The problem >>
In the listing below, how many lines contain the word "optional"? Answer with the number alone.

Extracted material >>
use car_scene::{
    config::SceneConfig,
    loader::load_scene,
    scene::{AssetKind, SceneState},
};
use cgmath::Vector3;
use winit::{event::ElementState, keyboard::KeyCode};

use crate::common::test_utils::FakeLoader;

mod common;

fn paths() -> (&'static str, &'static str, &'static str) {
    let config = SceneConfig::default();
    (config.car.path, config.buildings.path, config.road.path)
}

fn drive(state: &mut SceneState<&'static str>, frames: usize) {
    state.keys.set(KeyCode::Space, ElementState::Pressed);
    for _ in 0..frames {
        state.advance();
    }
    state.keys.set(KeyCode::Space, ElementState::Released);
}

#[tokio::test]
async fn car_sits_on_the_road_whichever_load_finishes_first() {
    let (car, buildings, road) = paths();
    let config = SceneConfig::default();

    let car_first = FakeLoader::new()
        .succeed(car, "car", 0)
        .succeed(buildings, "buildings", 1)
        .succeed(road, "road", 5);
    let road_first = FakeLoader::new()
        .succeed(car, "car", 5)
        .succeed(buildings, "buildings", 1)
        .succeed(road, "road", 0);

    let state = load_scene(&car_first, &config).await;
    assert_eq!(car_first.completed(), vec!["car", "buildings", "road"]);
    assert_eq!(state.car_position(), Some(Vector3::new(0.0, 0.5, 0.0)));

    let state = load_scene(&road_first, &config).await;
    assert_eq!(road_first.completed(), vec!["road", "buildings", "car"]);
    assert_eq!(state.car_position(), Some(Vector3::new(0.0, 0.5, 0.0)));
}

#[tokio::test]
async fn car_keeps_its_height_without_a_road() {
    let (car, buildings, road) = paths();
    let loader = FakeLoader::new()
        .succeed(car, "car", 0)
        .succeed(buildings, "buildings", 0)
        .fail(road, "overpass/scene.bin not found", 2);

    let state = load_scene(&loader, &SceneConfig::default()).await;

    let car = state.car.loaded().unwrap();
    assert_eq!(car.model, "car");
    assert_eq!(car.transform.position, Vector3::new(0.0, 3.0, 0.0));
    assert_eq!(car.transform.scale, Vector3::new(2.0, 2.0, 2.0));
}

#[tokio::test]
async fn a_failed_load_leaves_the_others_intact() {
    let (car, buildings, road) = paths();
    let loader = FakeLoader::new()
        .succeed(car, "car", 3)
        .fail(buildings, "invalid glTF", 0)
        .succeed(road, "road", 1);

    let state = load_scene(&loader, &SceneConfig::default()).await;

    assert_eq!(state.failures(), vec![(AssetKind::Buildings, "invalid glTF")]);
    assert!(state.buildings.loaded().is_none());
    assert_eq!(state.road.loaded().map(|road| road.model), Some("road"));
    assert_eq!(
        state.road.loaded().map(|road| road.transform.scale),
        Some(Vector3::new(10.0, 10.0, 10.0))
    );
    assert_eq!(state.car_position().map(|p| p.y), Some(0.5));
}

#[tokio::test]
async fn missing_files_fail_every_slot() {
    let loader = FakeLoader::new();
    let state = load_scene(&loader, &SceneConfig::default()).await;

    assert_eq!(state.failures().len(), 3);
    assert!(state.failures()[0].1.contains("PorcheCar"));
    assert!(state.car_position().is_none());
}

#[tokio::test]
async fn holding_space_moves_the_car_point_nine_per_frame() {
    let (car, buildings, road) = paths();
    let loader = FakeLoader::new()
        .succeed(car, "car", 0)
        .succeed(buildings, "buildings", 0)
        .succeed(road, "road", 0);
    let mut state = load_scene(&loader, &SceneConfig::default()).await;

    drive(&mut state, 10);
    let position = state.car_position().unwrap();
    assert!((position.z - 10.0 * 0.9).abs() < 1e-4);
    assert_eq!(position.x, 0.0);
    assert_eq!(position.y, 0.5);

    // Released key, no movement
    state.advance();
    assert!((state.car_position().unwrap().z - 9.0).abs() < 1e-4);

    // Scenery never moves
    assert_eq!(
        state.road.loaded().map(|road| road.position()),
        Some(Vector3::new(0.0, 0.0, -100.0))
    );
    assert_eq!(
        state.buildings.loaded().map(|buildings| buildings.position()),
        Some(Vector3::new(0.0, 0.0, -50.0))
    );
}

#[tokio::test]
async fn nothing_moves_without_a_car() {
    let (car, buildings, road) = paths();
    let loader = FakeLoader::new()
        .fail(car, "404", 0)
        .succeed(buildings, "buildings", 0)
        .succeed(road, "road", 0);
    let mut state = load_scene(&loader, &SceneConfig::default()).await;

    drive(&mut state, 5);
    assert!(state.car_position().is_none());
    assert_eq!(state.car.failure(), Some("404"));
}
//! Render pipelines and the GPU resources they bind.
//!
//! - `basic` builds the lit, textured model pipeline
//! - `light` holds the ambient + directional light uniform

pub mod basic;
pub mod light;
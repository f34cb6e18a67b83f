//! Keyboard state shared between the window event handler and the frame loop.

use std::collections::HashSet;

use winit::{
    event::{ElementState, KeyEvent, WindowEvent},
    keyboard::{KeyCode, PhysicalKey},
};

/// Set of physical keys that are currently held down.
///
/// Only the last press/release per key is remembered, key repeats are
/// idempotent.
#[derive(Clone, Debug, Default)]
pub struct KeyState {
    pressed: HashSet<KeyCode>,
}

impl KeyState {
    pub fn new() -> Self {
        Self::default()
    }

    pub fn set(&mut self, code: KeyCode, state: ElementState) {
        match state {
            ElementState::Pressed => {
                self.pressed.insert(code);
            }
            ElementState::Released => {
                self.pressed.remove(&code);
            }
        }
    }

    pub fn is_pressed(&self, code: KeyCode) -> bool {
        self.pressed.contains(&code)
    }

    /// Records keyboard input. Returns `true` if the event was a key event
    /// with a known physical key code.
    pub fn handle_window_event(&mut self, event: &WindowEvent) -> bool {
        match event {
            WindowEvent::KeyboardInput {
                event:
                    KeyEvent {
                        physical_key: PhysicalKey::Code(code),
                        state,
                        ..
                    },
                ..
            } => {
                self.set(*code, *state);
                true
            }
            // Releases can get lost while the window is unfocused
            WindowEvent::Focused(false) => {
                self.pressed.clear();
                false
            }
            _ => false,
        }
    }
}

#[cfg(test)]
mod tests {
    use super::*;

    #[test]
    fn press_and_release_are_tracked_per_key() {
        let mut keys = KeyState::new();
        assert!(!keys.is_pressed(KeyCode::Space));

        keys.set(KeyCode::Space, ElementState::Pressed);
        keys.set(KeyCode::KeyW, ElementState::Pressed);
        assert!(keys.is_pressed(KeyCode::Space));
        assert!(keys.is_pressed(KeyCode::KeyW));

        keys.set(KeyCode::Space, ElementState::Released);
        assert!(!keys.is_pressed(KeyCode::Space));
        assert!(keys.is_pressed(KeyCode::KeyW));
    }

    #[test]
    fn repeated_presses_need_a_single_release() {
        let mut keys = KeyState::new();
        keys.set(KeyCode::Space, ElementState::Pressed);
        keys.set(KeyCode::Space, ElementState::Pressed);
        keys.set(KeyCode::Space, ElementState::Released);
        assert!(!keys.is_pressed(KeyCode::Space));
    }

    #[test]
    fn losing_focus_releases_everything() {
        let mut keys = KeyState::new();
        keys.set(KeyCode::Space, ElementState::Pressed);
        assert!(!keys.handle_window_event(&WindowEvent::Focused(false)));
        assert!(!keys.is_pressed(KeyCode::Space));
    }
}
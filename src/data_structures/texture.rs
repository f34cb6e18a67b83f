//! GPU textures and texture creation utilities.
//!
//! This module provides [`Texture`], a wrapper around WGPU GPU texture resources,
//! and helper methods for creating depth textures, solid colour fallbacks, and
//! loading textures from image data.

use anyhow::*;
use image::{GenericImageView, ImageFormat, load_from_memory_with_format};

/// A GPU texture with a view and optional sampler.
///
/// Typically created via [`from_bytes`](Self::from_bytes) for material colour
/// maps, [`solid`](Self::solid) for materials without an image, or
/// [`create_depth_texture`](Self::create_depth_texture) for the depth buffer.
#[derive(Debug)]
pub struct Texture {
    #[allow(unused)]
    pub texture: wgpu::Texture,
    pub view: wgpu::TextureView,
    pub sampler: Option<wgpu::Sampler>,
}

impl Texture {
    /// Standard depth buffer texture format (32-bit float).
    pub const DEPTH_FORMAT: wgpu::TextureFormat = wgpu::TextureFormat::Depth32Float;

    /// Create a depth texture for depth-testing during rendering.
    ///
    /// # Arguments
    ///
    /// * `size` is [width, height] of the texture in pixels
    /// * `sample_count` has to match the colour target of the render pass
    /// * `label` is used as a debug label for the GPU resource
    pub fn create_depth_texture(
        device: &wgpu::Device,
        size: [u32; 2],
        sample_count: u32,
        label: &str,
    ) -> Self {
        let size = wgpu::Extent3d {
            width: size[0].max(1),
            height: size[1].max(1),
            depth_or_array_layers: 1,
        };
        let desc = wgpu::TextureDescriptor {
            label: Some(label),
            size,
            mip_level_count: 1,
            sample_count,
            dimension: wgpu::TextureDimension::D2,
            format: Self::DEPTH_FORMAT,
            usage: wgpu::TextureUsages::RENDER_ATTACHMENT,
            view_formats: &[Self::DEPTH_FORMAT],
        };
        let texture = device.create_texture(&desc);
        let view = texture.create_view(&wgpu::TextureViewDescriptor::default());

        Self {
            texture,
            view,
            sampler: None,
        }
    }

    /// Multisampled colour target that is resolved into the surface texture.
    pub fn create_multisampled_framebuffer(
        device: &wgpu::Device,
        config: &wgpu::SurfaceConfiguration,
        sample_count: u32,
        label: &str,
    ) -> Self {
        let texture = device.create_texture(&wgpu::TextureDescriptor {
            label: Some(label),
            size: wgpu::Extent3d {
                width: config.width.max(1),
                height: config.height.max(1),
                depth_or_array_layers: 1,
            },
            mip_level_count: 1,
            sample_count,
            dimension: wgpu::TextureDimension::D2,
            format: config.format,
            usage: wgpu::TextureUsages::RENDER_ATTACHMENT,
            view_formats: &[],
        });
        let view = texture.create_view(&wgpu::TextureViewDescriptor::default());

        Self {
            texture,
            view,
            sampler: None,
        }
    }

    /// A 1x1 texture of a single linear RGBA colour.
    ///
    /// glTF materials often carry only a base colour factor. Sampling a solid
    /// texture keeps the pipeline identical for textured and untextured meshes.
    pub fn solid(
        device: &wgpu::Device,
        queue: &wgpu::Queue,
        rgba: [f32; 4],
        label: &str,
    ) -> Texture {
        let img = image::RgbaImage::from_pixel(1, 1, image::Rgba(to_srgb_bytes(rgba)));
        Self::from_image(
            device,
            queue,
            &image::DynamicImage::ImageRgba8(img),
            Some(label),
        )
    }

    /// Load a texture from raw byte data (image file contents).
    ///
    /// # Arguments
    ///
    /// * `bytes` represent raw image file data (PNG, JPEG, etc.)
    /// * `label` is used as a debug name for the GPU resource
    /// * `format` is an optional file extension hint (e.g., "png"). If None, auto-detect.
    pub fn from_bytes(
        device: &wgpu::Device,
        queue: &wgpu::Queue,
        bytes: &[u8],
        label: &str,
        format: Option<&str>,
    ) -> Result<Self> {
        let img = decode_image(bytes, label, format)?;
        Ok(Self::from_image(device, queue, &img, Some(label)))
    }

    pub fn from_image(
        device: &wgpu::Device,
        queue: &wgpu::Queue,
        img: &image::DynamicImage,
        label: Option<&str>,
    ) -> Self {
        let dimensions = img.dimensions();
        let rgba = img.to_rgba8();

        let size = wgpu::Extent3d {
            width: dimensions.0,
            height: dimensions.1,
            depth_or_array_layers: 1,
        };
        let texture = device.create_texture(&wgpu::TextureDescriptor {
            label,
            size,
            mip_level_count: 1,
            sample_count: 1,
            dimension: wgpu::TextureDimension::D2,
            format: wgpu::TextureFormat::Rgba8UnormSrgb,
            usage: wgpu::TextureUsages::TEXTURE_BINDING | wgpu::TextureUsages::COPY_DST,
            view_formats: &[],
        });

        queue.write_texture(
            wgpu::TexelCopyTextureInfo {
                aspect: wgpu::TextureAspect::All,
                texture: &texture,
                mip_level: 0,
                origin: wgpu::Origin3d::ZERO,
            },
            &rgba,
            wgpu::TexelCopyBufferLayout {
                offset: 0,
                bytes_per_row: Some(4 * dimensions.0),
                rows_per_image: Some(dimensions.1),
            },
            size,
        );

        let view = texture.create_view(&wgpu::TextureViewDescriptor::default());
        let sampler = Some(create_default_sampler(device));

        Self {
            texture,
            view,
            sampler,
        }
    }
}

pub fn create_default_sampler(device: &wgpu::Device) -> wgpu::Sampler {
    device.create_sampler(&wgpu::SamplerDescriptor {
        address_mode_u: wgpu::AddressMode::Repeat,
        address_mode_v: wgpu::AddressMode::Repeat,
        address_mode_w: wgpu::AddressMode::Repeat,
        mag_filter: wgpu::FilterMode::Linear,
        min_filter: wgpu::FilterMode::Linear,
        mipmap_filter: wgpu::FilterMode::Linear,
        ..Default::default()
    })
}

/// Decodes image file contents. `format` is an optional extension hint
/// (e.g. "png"); without it the format is guessed from the bytes.
pub fn decode_image(bytes: &[u8], label: &str, format: Option<&str>) -> Result<image::DynamicImage> {
    let img = match format.and_then(ImageFormat::from_extension) {
        None => image::load_from_memory(bytes)
            .with_context(|| format!("Could not decode image {label}"))?,
        Some(fmt) => load_from_memory_with_format(bytes, fmt)
            .with_context(|| format!("Could not decode {fmt:?} image {label}"))?,
    };
    Ok(img)
}

/// Multiplies sRGB texels by a linear RGBA factor, the way glTF combines
/// `baseColorFactor` with `baseColorTexture`.
pub fn apply_factor(img: &mut image::RgbaImage, factor: [f32; 4]) {
    if factor == [1.0; 4] {
        return;
    }
    for pixel in img.pixels_mut() {
        let [r, g, b, a] = pixel.0;
        pixel.0 = [
            encode_srgb(decode_srgb(r) * factor[0]),
            encode_srgb(decode_srgb(g) * factor[1]),
            encode_srgb(decode_srgb(b) * factor[2]),
            encode_linear(a as f32 / 255.0 * factor[3]),
        ];
    }
}

/// Linear colour factors are uploaded into an sRGB texture, so encode them.
fn to_srgb_bytes(rgba: [f32; 4]) -> [u8; 4] {
    [
        encode_srgb(rgba[0]),
        encode_srgb(rgba[1]),
        encode_srgb(rgba[2]),
        encode_linear(rgba[3]),
    ]
}

fn encode_srgb(c: f32) -> u8 {
    let c = c.clamp(0.0, 1.0);
    let s = if c <= 0.003_130_8 {
        c * 12.92
    } else {
        1.055 * c.powf(1.0 / 2.4) - 0.055
    };
    (s * 255.0).round() as u8
}

fn decode_srgb(v: u8) -> f32 {
    let s = v as f32 / 255.0;
    if s <= 0.040_45 {
        s / 12.92
    } else {
        ((s + 0.055) / 1.055).powf(2.4)
    }
}

fn encode_linear(c: f32) -> u8 {
    (c.clamp(0.0, 1.0) * 255.0).round() as u8
}
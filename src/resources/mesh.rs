use wgpu::util::DeviceExt;

use crate::data_structures::model;

/// Converts tobj meshes into vertex data. Texture v coordinates are flipped
/// because OBJ puts the origin at the bottom left.
pub fn to_vertices(mesh: &tobj::Mesh) -> Vec<model::ModelVertex> {
    (0..mesh.positions.len() / 3)
        .map(|i| model::ModelVertex {
            position: [
                mesh.positions[i * 3],
                mesh.positions[i * 3 + 1],
                mesh.positions[i * 3 + 2],
            ],
            tex_coords: [
                mesh.texcoords.get(i * 2).map_or(0.0, |f| *f),
                1.0 - mesh.texcoords.get(i * 2 + 1).map_or(0.0, |f| *f),
            ],
            normal: [
                mesh.normals.get(i * 3).map_or(0.0, |f| *f),
                mesh.normals.get(i * 3 + 1).map_or(0.0, |f| *f),
                mesh.normals.get(i * 3 + 2).map_or(0.0, |f| *f),
            ],
        })
        .collect()
}

/// Uploads every OBJ model as one mesh. Meshes without a material use
/// `fallback_material`.
pub fn load_meshes(
    models: &[tobj::Model],
    file_name: &str,
    fallback_material: usize,
    device: &wgpu::Device,
) -> Vec<model::Mesh> {
    models
        .iter()
        .filter(|m| {
            if m.mesh.indices.is_empty() {
                log::warn!("Skipping empty mesh {} in {}", m.name, file_name);
            }
            !m.mesh.indices.is_empty()
        })
        .map(|m| {
            let vertices = to_vertices(&m.mesh);
            upload_mesh(
                device,
                &format!("{file_name}:{}", m.name),
                &vertices,
                &m.mesh.indices,
                m.mesh.material_id.unwrap_or(fallback_material),
            )
        })
        .collect()
}

pub fn upload_mesh(
    device: &wgpu::Device,
    name: &str,
    vertices: &[model::ModelVertex],
    indices: &[u32],
    material: usize,
) -> model::Mesh {
    let vertex_buffer = device.create_buffer_init(&wgpu::util::BufferInitDescriptor {
        label: Some(&format!("{:?} Vertex Buffer", name)),
        contents: bytemuck::cast_slice(vertices),
        usage: wgpu::BufferUsages::VERTEX,
    });

    let index_buffer = device.create_buffer_init(&wgpu::util::BufferInitDescriptor {
        label: Some(&format!("{:?} Index Buffer", name)),
        contents: bytemuck::cast_slice(indices),
        usage: wgpu::BufferUsages::INDEX,
    });

    model::Mesh {
        name: name.to_string(),
        vertex_buffer,
        index_buffer,
        num_elements: indices.len() as u32,
        material,
    }
}

#[cfg(test)]
mod tests {
    use super::*;

    #[test]
    fn obj_vertices_flip_v_and_default_missing_attributes() {
        let mesh = tobj::Mesh {
            positions: vec![0.0, 0.0, 0.0, 1.0, 0.0, 0.0, 0.0, 1.0, 0.0],
            texcoords: vec![0.0, 0.25, 1.0, 1.0],
            indices: vec![0, 1, 2],
            ..Default::default()
        };
        let vertices = to_vertices(&mesh);
        assert_eq!(vertices.len(), 3);
        assert_eq!(vertices[0].tex_coords, [0.0, 0.75]);
        assert_eq!(vertices[1].tex_coords, [1.0, 0.0]);
        // Third vertex has no texcoord or normal in the file
        assert_eq!(vertices[2].tex_coords, [0.0, 1.0]);
        assert_eq!(vertices[2].normal, [0.0; 3]);
        assert_eq!(vertices[1].position, [1.0, 0.0, 0.0]);
    }
}
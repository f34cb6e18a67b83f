use std::{cell::RefCell, collections::HashMap};

use car_scene::loader::ModelLoader;

/// Stands in for the GPU loader. Each path yields to the executor a
/// configurable number of times before it resolves, which fixes the order
/// in which concurrent loads complete.
pub(crate) struct FakeLoader {
    behaviour: HashMap<&'static str, (usize, Result<&'static str, &'static str>)>,
    completed: RefCell<Vec<&'static str>>,
}

impl FakeLoader {
    pub fn new() -> Self {
        Self {
            behaviour: HashMap::new(),
            completed: RefCell::new(Vec::new()),
        }
    }

    pub fn succeed(mut self, path: &'static str, model: &'static str, yields: usize) -> Self {
        self.behaviour.insert(path, (yields, Ok(model)));
        self
    }

    pub fn fail(mut self, path: &'static str, message: &'static str, yields: usize) -> Self {
        self.behaviour.insert(path, (yields, Err(message)));
        self
    }

    /// Models in the order their loads finished.
    pub fn completed(&self) -> Vec<&'static str> {
        self.completed.borrow().clone()
    }
}

impl ModelLoader for FakeLoader {
    type Model = &'static str;

    async fn load(&self, path: &str) -> anyhow::Result<Self::Model> {
        let Some((yields, outcome)) = self.behaviour.get(path).cloned() else {
            anyhow::bail!("No such file: {path}");
        };
        for _ in 0..yields {
            tokio::task::yield_now().await;
        }
        let outcome = outcome.map_err(|message| anyhow::anyhow!(message));
        if let Ok(model) = &outcome {
            self.completed.borrow_mut().push(model);
        }
        outcome
    }
}
use cgmath::InnerSpace;
use wgpu::util::DeviceExt;

use crate::config::LightConfig;

/// Ambient and directional light, bound at group 2 of the model pipeline.
#[derive(Debug)]
pub struct LightResources {
    pub uniform: LightUniform,
    pub buffer: wgpu::Buffer,
    pub bind_group: wgpu::BindGroup,
    pub bind_group_layout: wgpu::BindGroupLayout,
}

impl LightResources {
    pub fn new(light: &LightConfig, device: &wgpu::Device) -> Self {
        let uniform = LightUniform::from(light);
        let buffer = mk_buffer(device, uniform);
        let bind_group_layout = mk_bind_group_layout(device);
        let bind_group = mk_bind_group(device, &bind_group_layout, &buffer);
        Self {
            uniform,
            buffer,
            bind_group,
            bind_group_layout,
        }
    }
}

#[repr(C)]
#[derive(Debug, Copy, Clone, PartialEq, bytemuck::Pod, bytemuck::Zeroable)]
pub struct LightUniform {
    direction: [f32; 3],
    // vec3 + f32 share one 16 byte slot in WGSL
    intensity: f32,
    color: [f32; 3],
    ambient_intensity: f32,
    ambient_color: [f32; 3],
    _padding: u32,
}

impl From<&LightConfig> for LightUniform {
    fn from(light: &LightConfig) -> Self {
        Self {
            direction: light.directional_position.normalize().into(),
            intensity: light.directional_intensity,
            color: light.directional_color,
            ambient_intensity: light.ambient_intensity,
            ambient_color: light.ambient_color,
            _padding: 0,
        }
    }
}

pub fn mk_buffer(device: &wgpu::Device, light_uniform: LightUniform) -> wgpu::Buffer {
    device.create_buffer_init(&wgpu::util::BufferInitDescriptor {
        label: Some("Light Buffer"),
        contents: bytemuck::cast_slice(&[light_uniform]),
        usage: wgpu::BufferUsages::UNIFORM | wgpu::BufferUsages::COPY_DST,
    })
}

pub fn mk_bind_group_layout(device: &wgpu::Device) -> wgpu::BindGroupLayout {
    device.create_bind_group_layout(&wgpu::BindGroupLayoutDescriptor {
        entries: &[wgpu::BindGroupLayoutEntry {
            binding: 0,
            visibility: wgpu::ShaderStages::VERTEX | wgpu::ShaderStages::FRAGMENT,
            ty: wgpu::BindingType::Buffer {
                ty: wgpu::BufferBindingType::Uniform,
                has_dynamic_offset: false,
                min_binding_size: None,
            },
            count: None,
        }],
        label: Some("light_bind_group_layout"),
    })
}

pub fn mk_bind_group(
    device: &wgpu::Device,
    bind_group_layout: &wgpu::BindGroupLayout,
    light_buffer: &wgpu::Buffer,
) -> wgpu::BindGroup {
    device.create_bind_group(&wgpu::BindGroupDescriptor {
        layout: bind_group_layout,
        entries: &[wgpu::BindGroupEntry {
            binding: 0,
            resource: light_buffer.as_entire_binding(),
        }],
        label: Some("light_bind_group"),
    })
}

#[cfg(test)]
mod tests {
    use crate::config::SceneConfig;

    use super::*;

    #[test]
    fn uniform_is_built_from_scene_lights() {
        let uniform = LightUniform::from(&SceneConfig::default().light);
        assert_eq!(std::mem::size_of::<LightUniform>(), 48);
        assert_eq!(uniform.ambient_intensity, 0.5);
        assert_eq!(uniform.intensity, 1.0);
        let len = uniform.direction.iter().map(|c| c * c).sum::<f32>().sqrt();
        assert!((len - 1.0).abs() < 1e-6);
        assert!(uniform.direction[1] > uniform.direction[0]);
    }
}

Exercise solution >>
3